Tag Archives: Emotion

Teaching from the Heart

Several years ago, sitting in the kitchen of a hostel in Interlaken, Switzerland on a rainy Christmas Eve, I was engrossed in a book that explained teaching as an emotionally demanding profession. Oh, I thought, well of course.

When I first started teaching, I remember thinking that my time with students was a bit like an improv show. You have a plan that is more of an outline because it needs enough flexibility for nothing to go according to plan. You’re working with diverse groups of students for a specific amount of time and each group is somewhat different and requires varying amounts of time on different activities, but you’re time-bound regardless. Whatever happened before the lesson may or may not be relevant to the tone in the room that day, and whatever is in store later may or may not make an appearance. You never know exactly who you’ll get or how they’ll respond, and if certain students are missing, the whole dynamic could change. So you need a plan that is clear enough to create a predictable environment and effectively use the time available, but you also need enough tools in your toolbox to be immediately flexible. You are always, and I mean always, thinking on your feet. Sounds like an improv show to me!
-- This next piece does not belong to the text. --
pub mod aggregate;
pub mod filter;

pub use aggregate::{Court, CourtDto, CourtStatusPatch};
pub use filter::CourtFilter;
What makes teaching emotionally demanding is not only that you are constantly “reading the room” and responding accordingly, but that it is relentless. One class leaves and another enters, requiring a change of pace, change of style, change of content. A lesson might have gone poorly but there’s no space for the teacher’s emotion or sufficient reflection during that lesson, in which the teacher is likely trying to figure out what to change while simultaneously managing the current environment. Add to this that young people (any people) have a range of wants and needs that may or may not align with those of the whole class or of the teacher. If a student needs to talk in the five minutes of passing time between lessons during which the teacher thought they might be able to go to the washroom, the washroom will just have to wait.
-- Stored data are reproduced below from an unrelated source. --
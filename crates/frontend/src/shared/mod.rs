pub mod api;
pub mod api_utils;
pub mod components;
pub mod config;
pub mod date_utils;
pub mod export;
pub mod icons;
pub mod list_utils;
pub mod modal;
pub mod page_frame;
pub mod page_standard;
pub mod prefs;
pub mod toast;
And this does not even reflect the critical point that students need and deserve someone who is calm, collected, organized, and happy to see them, regardless of how the teacher might actually be feeling. Every interaction, even within the same lesson, should be a new interaction, which can be hard to do. After all, teachers are humans and have feelings even though they are not able to respond to them. Teachers can’t leave the room when a situation becomes stressful or unpleasant. They can’t take a breather to gather their thoughts and they can’t pivot to a different topic when they don’t know how to answer. They can’t pin failure on someone else, separate themselves from someone causing a problem, or attend to anything else that might be on their minds. This is what makes teaching emotionally demanding, and this is why I need quiet when I get home. And to sit down, just for five minutes, because I may not have sat down all day.

So it was a relief to read a book that described my daily experience, all the trials and the joy, the uncertainty and the real love that goes into what I do. It’s nice to know I’m not alone.

Three very recent examples come to mind to illustrate what I mean.

Just the other day while on my bike, I found myself thinking of a particular student who I find emotionally demanding. Her moods are volatile and need to be managed very carefully (and it’s fortunate that she wears her heart on her sleeve), she is often deeply affected by any number of things, she fixates on minutiae, and it can be hard to approach her about the significant academic concerns that she is doing her best to avoid because of the high likelihood of setting her into a spiral. (And this is just one example of one student in one class.)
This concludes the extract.